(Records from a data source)
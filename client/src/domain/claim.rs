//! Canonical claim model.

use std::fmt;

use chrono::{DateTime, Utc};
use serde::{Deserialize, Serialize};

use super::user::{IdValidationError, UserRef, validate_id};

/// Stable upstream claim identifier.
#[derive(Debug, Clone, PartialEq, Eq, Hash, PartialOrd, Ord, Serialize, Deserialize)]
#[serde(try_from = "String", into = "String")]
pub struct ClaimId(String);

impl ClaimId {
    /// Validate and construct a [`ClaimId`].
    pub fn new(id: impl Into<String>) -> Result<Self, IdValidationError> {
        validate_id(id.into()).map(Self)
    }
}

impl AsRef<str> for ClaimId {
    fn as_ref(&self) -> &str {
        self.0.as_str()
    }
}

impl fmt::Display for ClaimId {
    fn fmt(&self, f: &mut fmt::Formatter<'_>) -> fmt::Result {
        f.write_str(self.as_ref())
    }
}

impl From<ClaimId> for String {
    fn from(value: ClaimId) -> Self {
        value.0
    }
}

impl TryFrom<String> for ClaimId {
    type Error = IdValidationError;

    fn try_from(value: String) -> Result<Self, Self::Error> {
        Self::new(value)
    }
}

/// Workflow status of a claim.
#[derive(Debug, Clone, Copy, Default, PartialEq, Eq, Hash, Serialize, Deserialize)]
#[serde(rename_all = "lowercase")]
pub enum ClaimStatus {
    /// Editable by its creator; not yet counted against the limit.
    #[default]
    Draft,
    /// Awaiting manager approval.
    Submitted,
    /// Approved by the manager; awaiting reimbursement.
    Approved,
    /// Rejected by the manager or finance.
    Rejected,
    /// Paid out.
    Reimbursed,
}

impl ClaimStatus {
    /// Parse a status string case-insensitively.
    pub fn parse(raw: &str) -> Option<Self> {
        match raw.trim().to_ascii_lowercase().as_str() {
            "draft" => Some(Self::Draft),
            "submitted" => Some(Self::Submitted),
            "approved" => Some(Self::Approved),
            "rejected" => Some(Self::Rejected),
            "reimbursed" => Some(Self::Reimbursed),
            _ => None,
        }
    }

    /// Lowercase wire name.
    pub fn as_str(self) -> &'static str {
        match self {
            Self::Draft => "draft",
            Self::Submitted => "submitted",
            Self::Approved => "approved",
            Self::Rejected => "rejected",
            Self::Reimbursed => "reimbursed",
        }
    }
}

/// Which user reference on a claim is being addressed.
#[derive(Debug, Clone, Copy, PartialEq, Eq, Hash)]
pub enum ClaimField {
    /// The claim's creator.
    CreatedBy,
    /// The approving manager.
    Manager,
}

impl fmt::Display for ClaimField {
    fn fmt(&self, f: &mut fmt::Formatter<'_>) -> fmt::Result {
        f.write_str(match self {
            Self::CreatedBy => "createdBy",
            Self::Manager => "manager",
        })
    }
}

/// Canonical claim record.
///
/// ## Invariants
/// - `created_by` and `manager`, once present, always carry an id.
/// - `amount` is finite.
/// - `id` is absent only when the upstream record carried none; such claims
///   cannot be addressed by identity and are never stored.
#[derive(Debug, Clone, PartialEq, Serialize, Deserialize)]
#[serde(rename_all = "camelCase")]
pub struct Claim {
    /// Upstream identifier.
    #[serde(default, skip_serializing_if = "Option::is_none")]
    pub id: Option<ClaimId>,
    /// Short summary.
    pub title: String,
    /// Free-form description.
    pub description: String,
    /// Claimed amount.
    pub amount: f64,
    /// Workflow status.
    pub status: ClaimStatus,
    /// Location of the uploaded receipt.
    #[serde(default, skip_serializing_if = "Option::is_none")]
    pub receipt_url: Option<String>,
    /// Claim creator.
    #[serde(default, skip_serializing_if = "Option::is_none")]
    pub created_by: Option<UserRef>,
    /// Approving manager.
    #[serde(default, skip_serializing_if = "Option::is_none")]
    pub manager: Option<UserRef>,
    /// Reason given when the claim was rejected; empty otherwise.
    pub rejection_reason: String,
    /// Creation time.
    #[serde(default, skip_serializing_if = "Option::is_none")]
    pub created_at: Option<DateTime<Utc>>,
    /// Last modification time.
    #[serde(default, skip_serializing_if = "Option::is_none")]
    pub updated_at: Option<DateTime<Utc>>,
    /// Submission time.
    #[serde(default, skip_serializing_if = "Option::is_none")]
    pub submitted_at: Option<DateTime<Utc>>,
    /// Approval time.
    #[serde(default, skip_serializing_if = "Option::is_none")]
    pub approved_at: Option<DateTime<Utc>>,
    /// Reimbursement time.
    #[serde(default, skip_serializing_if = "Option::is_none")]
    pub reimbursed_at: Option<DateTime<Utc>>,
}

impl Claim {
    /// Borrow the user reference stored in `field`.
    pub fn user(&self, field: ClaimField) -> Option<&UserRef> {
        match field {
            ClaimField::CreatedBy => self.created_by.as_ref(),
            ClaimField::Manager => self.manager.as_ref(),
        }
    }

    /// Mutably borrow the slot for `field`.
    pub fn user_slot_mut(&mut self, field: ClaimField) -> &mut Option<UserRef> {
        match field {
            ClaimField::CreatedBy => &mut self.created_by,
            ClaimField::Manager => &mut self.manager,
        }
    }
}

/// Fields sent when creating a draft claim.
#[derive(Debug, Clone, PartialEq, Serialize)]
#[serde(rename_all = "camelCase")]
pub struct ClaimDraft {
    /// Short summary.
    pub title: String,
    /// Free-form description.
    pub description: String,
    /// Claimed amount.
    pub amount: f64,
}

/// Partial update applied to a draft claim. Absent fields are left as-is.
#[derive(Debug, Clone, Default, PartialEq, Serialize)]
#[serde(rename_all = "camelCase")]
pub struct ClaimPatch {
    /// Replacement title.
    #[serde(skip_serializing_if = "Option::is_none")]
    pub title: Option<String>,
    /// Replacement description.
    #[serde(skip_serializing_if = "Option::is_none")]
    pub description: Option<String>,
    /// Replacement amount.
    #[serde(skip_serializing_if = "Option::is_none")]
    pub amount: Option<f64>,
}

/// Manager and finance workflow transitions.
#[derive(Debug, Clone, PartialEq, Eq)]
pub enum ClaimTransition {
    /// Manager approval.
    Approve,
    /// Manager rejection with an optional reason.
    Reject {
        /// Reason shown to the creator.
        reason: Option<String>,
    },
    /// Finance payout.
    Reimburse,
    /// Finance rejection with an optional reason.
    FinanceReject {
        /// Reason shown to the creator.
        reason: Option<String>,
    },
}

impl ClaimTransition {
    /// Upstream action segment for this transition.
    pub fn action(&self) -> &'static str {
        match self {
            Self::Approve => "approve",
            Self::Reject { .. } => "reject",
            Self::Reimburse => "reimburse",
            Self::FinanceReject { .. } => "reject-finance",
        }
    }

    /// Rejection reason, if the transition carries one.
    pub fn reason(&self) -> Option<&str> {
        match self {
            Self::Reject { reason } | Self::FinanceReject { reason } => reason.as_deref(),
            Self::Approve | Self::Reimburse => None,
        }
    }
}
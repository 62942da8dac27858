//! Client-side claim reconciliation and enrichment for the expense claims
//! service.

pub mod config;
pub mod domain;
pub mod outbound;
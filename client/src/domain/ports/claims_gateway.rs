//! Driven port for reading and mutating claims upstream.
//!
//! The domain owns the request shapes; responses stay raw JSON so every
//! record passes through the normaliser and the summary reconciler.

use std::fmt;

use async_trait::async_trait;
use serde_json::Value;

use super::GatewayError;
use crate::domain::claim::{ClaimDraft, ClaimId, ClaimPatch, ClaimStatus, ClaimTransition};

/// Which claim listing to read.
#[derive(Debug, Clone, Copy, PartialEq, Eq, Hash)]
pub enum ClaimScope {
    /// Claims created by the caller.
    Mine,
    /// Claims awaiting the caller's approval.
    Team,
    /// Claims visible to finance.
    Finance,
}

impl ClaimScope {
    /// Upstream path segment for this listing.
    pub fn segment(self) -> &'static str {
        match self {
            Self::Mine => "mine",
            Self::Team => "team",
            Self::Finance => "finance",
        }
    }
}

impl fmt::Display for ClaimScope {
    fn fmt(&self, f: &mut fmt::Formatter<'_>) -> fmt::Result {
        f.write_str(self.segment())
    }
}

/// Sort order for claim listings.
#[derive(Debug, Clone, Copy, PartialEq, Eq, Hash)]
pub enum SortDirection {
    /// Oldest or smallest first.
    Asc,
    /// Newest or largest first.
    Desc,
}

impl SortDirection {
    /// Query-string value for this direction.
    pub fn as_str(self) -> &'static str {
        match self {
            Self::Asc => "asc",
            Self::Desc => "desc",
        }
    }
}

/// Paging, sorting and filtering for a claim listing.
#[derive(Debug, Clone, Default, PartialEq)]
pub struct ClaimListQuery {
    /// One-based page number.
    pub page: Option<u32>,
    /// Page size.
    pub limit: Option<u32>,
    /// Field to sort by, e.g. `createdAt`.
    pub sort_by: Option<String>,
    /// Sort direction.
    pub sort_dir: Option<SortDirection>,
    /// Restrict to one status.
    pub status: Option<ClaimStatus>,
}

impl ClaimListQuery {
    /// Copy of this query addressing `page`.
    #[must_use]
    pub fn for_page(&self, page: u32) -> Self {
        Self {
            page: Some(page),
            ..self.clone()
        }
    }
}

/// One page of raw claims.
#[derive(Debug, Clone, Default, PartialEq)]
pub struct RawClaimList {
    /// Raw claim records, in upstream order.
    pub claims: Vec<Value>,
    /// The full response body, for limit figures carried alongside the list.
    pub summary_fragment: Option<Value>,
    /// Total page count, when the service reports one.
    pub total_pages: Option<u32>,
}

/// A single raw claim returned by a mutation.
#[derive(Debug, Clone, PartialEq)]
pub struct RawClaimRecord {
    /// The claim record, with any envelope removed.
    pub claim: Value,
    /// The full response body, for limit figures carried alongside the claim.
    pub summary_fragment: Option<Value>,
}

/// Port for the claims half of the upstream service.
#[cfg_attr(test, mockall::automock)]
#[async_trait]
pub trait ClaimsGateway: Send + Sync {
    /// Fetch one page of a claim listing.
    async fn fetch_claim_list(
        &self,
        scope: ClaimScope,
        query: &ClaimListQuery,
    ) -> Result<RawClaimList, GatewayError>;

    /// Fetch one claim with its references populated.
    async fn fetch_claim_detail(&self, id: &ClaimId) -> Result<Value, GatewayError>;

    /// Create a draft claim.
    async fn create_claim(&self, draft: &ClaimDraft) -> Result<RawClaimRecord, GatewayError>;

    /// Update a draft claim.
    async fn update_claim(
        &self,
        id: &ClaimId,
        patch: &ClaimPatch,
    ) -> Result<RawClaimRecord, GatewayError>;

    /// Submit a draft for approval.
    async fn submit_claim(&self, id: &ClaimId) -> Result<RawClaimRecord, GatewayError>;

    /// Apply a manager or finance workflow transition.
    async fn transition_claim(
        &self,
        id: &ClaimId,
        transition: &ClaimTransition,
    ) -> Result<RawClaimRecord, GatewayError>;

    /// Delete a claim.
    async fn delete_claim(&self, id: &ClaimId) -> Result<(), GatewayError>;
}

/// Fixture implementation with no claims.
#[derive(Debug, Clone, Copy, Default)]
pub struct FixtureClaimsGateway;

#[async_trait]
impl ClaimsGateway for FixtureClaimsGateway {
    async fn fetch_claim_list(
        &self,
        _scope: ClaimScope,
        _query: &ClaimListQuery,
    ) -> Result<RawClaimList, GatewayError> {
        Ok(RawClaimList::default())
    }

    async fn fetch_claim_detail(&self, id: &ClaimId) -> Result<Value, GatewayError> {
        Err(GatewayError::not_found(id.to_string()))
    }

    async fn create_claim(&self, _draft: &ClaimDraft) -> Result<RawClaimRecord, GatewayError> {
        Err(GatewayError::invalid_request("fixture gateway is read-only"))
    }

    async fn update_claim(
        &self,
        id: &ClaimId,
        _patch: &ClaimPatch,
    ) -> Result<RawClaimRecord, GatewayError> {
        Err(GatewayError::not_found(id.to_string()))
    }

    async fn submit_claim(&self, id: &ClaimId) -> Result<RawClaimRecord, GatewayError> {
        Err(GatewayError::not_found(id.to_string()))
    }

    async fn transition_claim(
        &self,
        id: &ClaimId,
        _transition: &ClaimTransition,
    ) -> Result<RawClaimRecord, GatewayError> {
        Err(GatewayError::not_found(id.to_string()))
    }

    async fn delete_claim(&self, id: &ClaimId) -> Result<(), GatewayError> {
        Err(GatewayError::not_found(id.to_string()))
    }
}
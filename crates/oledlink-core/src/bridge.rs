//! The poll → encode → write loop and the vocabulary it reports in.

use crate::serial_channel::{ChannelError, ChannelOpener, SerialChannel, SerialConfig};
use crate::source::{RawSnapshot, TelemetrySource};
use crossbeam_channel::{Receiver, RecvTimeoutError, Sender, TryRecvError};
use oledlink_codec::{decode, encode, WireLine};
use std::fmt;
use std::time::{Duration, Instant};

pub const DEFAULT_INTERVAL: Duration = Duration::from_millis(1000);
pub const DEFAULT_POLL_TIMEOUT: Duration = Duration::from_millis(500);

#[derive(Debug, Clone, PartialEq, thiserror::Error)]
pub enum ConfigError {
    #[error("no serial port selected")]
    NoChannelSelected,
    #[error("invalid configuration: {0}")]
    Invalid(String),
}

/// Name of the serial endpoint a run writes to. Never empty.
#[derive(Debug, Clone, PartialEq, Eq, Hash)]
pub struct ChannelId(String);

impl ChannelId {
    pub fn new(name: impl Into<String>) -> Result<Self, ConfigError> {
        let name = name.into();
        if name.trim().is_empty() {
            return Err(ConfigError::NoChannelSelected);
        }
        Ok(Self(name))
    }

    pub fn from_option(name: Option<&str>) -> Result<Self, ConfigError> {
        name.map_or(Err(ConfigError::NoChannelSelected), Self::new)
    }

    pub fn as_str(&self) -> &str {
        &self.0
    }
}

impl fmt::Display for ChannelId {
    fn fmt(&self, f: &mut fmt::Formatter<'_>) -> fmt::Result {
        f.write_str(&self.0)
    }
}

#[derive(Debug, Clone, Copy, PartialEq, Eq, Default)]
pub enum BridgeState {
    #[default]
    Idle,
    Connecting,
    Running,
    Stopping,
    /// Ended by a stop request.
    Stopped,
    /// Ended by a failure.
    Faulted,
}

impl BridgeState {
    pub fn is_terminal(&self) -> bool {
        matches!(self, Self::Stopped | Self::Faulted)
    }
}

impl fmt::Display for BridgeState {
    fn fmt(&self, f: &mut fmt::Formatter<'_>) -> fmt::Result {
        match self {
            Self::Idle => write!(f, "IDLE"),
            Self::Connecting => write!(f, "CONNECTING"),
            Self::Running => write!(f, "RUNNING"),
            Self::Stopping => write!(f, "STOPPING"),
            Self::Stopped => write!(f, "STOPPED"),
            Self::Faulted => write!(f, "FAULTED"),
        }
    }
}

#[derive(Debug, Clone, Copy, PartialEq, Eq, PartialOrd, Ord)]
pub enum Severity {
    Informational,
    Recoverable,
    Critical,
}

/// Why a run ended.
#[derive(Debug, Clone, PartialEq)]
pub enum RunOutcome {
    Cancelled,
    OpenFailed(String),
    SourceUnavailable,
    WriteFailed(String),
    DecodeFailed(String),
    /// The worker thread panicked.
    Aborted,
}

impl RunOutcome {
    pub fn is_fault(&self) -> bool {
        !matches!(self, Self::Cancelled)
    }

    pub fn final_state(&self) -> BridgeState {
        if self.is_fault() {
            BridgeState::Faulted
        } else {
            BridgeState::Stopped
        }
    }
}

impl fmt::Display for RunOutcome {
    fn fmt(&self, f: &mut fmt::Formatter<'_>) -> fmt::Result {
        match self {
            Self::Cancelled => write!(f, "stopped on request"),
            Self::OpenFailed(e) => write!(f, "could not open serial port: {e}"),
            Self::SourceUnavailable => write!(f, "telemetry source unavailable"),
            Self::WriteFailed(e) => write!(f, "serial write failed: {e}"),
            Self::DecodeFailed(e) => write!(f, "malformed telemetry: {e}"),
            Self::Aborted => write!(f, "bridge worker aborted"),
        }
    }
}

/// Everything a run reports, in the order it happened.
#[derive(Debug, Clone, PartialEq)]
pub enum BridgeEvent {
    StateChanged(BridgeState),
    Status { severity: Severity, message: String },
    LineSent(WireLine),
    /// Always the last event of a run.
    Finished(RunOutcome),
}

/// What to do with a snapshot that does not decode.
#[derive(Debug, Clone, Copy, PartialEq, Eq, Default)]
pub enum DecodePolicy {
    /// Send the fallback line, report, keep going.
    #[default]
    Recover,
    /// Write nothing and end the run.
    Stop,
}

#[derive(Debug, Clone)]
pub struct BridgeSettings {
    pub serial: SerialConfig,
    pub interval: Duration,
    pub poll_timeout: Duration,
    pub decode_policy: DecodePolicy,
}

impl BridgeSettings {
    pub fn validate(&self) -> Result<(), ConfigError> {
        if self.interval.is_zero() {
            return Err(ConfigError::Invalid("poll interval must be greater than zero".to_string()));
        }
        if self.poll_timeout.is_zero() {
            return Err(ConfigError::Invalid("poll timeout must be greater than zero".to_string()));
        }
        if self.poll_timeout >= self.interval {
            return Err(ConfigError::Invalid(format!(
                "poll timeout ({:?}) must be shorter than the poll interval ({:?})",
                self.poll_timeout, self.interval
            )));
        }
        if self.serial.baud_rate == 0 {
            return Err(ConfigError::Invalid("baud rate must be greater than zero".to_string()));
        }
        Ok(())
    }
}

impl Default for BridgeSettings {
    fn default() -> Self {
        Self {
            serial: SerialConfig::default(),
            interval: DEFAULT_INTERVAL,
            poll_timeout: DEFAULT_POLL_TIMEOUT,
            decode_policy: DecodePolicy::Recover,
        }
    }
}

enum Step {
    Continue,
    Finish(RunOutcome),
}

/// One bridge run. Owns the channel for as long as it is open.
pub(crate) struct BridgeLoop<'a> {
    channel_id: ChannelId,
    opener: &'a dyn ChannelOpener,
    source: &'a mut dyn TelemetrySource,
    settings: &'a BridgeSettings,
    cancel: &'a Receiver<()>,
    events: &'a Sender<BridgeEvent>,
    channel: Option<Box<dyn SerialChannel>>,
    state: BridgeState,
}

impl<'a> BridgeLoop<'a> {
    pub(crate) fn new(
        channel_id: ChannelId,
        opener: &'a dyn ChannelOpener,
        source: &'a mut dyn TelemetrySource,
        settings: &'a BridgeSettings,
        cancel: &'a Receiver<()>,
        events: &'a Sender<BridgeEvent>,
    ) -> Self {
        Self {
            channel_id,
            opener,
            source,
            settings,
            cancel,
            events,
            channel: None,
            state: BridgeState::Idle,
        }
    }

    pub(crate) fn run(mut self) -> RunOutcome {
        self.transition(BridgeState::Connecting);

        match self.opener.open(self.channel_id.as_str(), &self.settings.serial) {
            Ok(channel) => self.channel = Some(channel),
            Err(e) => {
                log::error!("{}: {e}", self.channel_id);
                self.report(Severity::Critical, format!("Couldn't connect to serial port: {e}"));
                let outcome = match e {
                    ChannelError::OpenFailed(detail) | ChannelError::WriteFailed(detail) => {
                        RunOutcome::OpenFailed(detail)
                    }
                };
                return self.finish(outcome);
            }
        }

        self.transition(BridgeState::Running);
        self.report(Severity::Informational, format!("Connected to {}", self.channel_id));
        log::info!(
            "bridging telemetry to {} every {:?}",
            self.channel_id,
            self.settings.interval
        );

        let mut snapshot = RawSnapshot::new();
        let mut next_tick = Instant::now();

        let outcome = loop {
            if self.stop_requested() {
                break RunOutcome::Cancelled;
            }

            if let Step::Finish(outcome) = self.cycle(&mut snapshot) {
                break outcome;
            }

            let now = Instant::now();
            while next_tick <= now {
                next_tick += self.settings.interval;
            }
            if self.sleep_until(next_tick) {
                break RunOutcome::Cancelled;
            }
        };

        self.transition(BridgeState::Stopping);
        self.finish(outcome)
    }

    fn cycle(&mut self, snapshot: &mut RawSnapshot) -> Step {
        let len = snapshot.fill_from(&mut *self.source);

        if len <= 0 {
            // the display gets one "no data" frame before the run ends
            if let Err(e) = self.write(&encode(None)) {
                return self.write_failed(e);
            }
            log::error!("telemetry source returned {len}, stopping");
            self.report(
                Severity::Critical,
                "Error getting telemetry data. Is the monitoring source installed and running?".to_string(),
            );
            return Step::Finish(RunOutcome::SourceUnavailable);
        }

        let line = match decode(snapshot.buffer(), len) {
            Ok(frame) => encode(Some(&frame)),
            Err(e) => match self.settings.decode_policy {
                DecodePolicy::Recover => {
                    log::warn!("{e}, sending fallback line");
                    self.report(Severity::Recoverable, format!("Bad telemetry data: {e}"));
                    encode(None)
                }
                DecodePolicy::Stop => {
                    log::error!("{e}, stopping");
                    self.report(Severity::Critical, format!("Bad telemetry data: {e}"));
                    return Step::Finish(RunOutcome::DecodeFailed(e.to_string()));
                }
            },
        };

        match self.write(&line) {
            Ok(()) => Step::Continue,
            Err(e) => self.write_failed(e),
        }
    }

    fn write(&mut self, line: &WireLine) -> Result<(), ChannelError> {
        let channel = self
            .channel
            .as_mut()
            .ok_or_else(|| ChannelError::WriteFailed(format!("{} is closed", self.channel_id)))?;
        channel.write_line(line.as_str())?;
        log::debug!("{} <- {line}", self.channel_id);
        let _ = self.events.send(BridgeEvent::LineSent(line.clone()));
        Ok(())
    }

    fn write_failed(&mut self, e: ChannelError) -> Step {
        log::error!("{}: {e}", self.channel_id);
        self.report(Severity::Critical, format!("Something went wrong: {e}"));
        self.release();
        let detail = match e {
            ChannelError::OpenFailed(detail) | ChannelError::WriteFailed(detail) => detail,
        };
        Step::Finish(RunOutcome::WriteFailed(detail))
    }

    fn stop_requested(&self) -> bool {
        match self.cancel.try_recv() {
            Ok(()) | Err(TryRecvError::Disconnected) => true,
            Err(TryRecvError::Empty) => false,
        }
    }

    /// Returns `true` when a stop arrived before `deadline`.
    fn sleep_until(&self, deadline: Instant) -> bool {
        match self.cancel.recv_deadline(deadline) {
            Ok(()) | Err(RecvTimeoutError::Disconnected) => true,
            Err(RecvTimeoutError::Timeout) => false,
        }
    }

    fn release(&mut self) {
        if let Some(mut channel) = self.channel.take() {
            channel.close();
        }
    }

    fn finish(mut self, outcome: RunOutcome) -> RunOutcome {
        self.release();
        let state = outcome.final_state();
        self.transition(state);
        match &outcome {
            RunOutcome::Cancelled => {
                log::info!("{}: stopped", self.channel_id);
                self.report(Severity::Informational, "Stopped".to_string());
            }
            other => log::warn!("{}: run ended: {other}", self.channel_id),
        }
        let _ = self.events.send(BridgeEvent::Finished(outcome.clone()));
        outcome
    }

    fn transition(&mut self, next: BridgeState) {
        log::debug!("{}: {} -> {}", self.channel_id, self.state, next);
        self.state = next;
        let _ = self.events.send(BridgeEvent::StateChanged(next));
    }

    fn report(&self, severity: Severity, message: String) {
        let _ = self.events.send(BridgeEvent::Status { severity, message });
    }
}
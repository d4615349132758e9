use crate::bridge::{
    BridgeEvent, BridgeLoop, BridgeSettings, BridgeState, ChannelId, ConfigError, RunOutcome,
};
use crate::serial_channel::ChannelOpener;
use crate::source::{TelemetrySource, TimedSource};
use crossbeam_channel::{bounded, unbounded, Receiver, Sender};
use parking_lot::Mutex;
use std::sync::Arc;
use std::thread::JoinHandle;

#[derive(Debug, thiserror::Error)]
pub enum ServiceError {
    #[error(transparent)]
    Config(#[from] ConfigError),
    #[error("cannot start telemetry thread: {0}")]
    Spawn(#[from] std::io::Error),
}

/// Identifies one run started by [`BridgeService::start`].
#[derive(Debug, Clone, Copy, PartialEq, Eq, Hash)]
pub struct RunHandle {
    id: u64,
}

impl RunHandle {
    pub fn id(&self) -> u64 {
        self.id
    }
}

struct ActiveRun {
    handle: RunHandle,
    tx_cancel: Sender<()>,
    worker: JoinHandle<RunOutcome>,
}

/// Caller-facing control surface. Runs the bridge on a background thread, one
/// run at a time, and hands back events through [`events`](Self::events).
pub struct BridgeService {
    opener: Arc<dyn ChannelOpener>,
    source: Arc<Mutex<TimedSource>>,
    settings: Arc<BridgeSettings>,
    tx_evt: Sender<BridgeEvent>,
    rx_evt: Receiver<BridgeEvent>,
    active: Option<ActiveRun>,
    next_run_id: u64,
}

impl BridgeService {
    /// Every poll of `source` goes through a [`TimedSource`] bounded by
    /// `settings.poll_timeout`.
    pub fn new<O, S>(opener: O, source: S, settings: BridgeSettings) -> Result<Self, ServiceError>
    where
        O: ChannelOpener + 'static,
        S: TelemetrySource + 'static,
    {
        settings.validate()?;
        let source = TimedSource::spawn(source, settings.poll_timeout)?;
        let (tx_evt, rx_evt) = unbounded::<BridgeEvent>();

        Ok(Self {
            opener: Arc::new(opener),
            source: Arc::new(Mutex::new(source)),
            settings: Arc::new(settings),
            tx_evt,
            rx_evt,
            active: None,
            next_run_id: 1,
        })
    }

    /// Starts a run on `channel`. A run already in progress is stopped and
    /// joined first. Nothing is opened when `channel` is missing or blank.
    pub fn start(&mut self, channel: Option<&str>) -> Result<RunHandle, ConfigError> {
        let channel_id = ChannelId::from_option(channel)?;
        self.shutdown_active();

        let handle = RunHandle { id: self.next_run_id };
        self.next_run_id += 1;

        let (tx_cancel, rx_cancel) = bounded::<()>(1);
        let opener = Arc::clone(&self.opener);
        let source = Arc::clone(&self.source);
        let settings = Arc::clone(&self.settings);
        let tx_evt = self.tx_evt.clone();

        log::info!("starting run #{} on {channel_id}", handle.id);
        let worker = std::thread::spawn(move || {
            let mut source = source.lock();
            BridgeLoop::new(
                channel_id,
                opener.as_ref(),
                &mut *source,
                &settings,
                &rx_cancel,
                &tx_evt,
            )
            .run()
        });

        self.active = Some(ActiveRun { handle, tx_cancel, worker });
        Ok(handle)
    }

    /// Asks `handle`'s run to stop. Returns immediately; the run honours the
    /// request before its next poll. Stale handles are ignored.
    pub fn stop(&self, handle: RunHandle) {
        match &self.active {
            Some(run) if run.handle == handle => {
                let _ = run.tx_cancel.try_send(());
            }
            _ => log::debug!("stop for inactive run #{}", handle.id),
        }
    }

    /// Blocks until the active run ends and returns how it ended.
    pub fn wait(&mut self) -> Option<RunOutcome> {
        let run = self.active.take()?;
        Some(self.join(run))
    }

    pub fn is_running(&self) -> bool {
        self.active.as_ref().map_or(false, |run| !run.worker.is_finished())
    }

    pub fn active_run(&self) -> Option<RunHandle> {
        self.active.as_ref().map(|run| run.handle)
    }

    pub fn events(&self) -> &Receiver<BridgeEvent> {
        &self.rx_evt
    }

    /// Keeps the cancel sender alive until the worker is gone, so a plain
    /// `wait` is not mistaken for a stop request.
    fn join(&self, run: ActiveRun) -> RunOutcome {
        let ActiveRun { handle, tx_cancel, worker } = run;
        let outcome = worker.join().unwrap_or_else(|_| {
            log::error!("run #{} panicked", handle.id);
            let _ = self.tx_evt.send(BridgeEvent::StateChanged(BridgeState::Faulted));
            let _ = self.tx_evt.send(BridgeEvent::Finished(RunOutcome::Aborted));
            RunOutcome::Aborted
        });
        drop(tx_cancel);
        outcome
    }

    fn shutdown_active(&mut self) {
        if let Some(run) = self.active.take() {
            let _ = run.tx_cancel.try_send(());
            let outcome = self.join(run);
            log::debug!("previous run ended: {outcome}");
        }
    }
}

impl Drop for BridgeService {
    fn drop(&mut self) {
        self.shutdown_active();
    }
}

> _WHAT TO DO_: As the answer, set down only the lines from the data above between the one holding "run honours the" and the one holding "pub fn wait(&mut", inclusive, exactly as they read.

> _YOUR RESPONSE_:
    /// Asks `handle`'s run to stop. Returns immediately; the run honours the
    /// request before its next poll. Stale handles are ignored.
    pub fn stop(&self, handle: RunHandle) {
        match &self.active {
            Some(run) if run.handle == handle => {
                let _ = run.tx_cancel.try_send(());
            }
            _ => log::debug!("stop for inactive run #{}", handle.id),
        }
    }

    /// Blocks until the active run ends and returns how it ended.
    pub fn wait(&mut self) -> Option<RunOutcome> {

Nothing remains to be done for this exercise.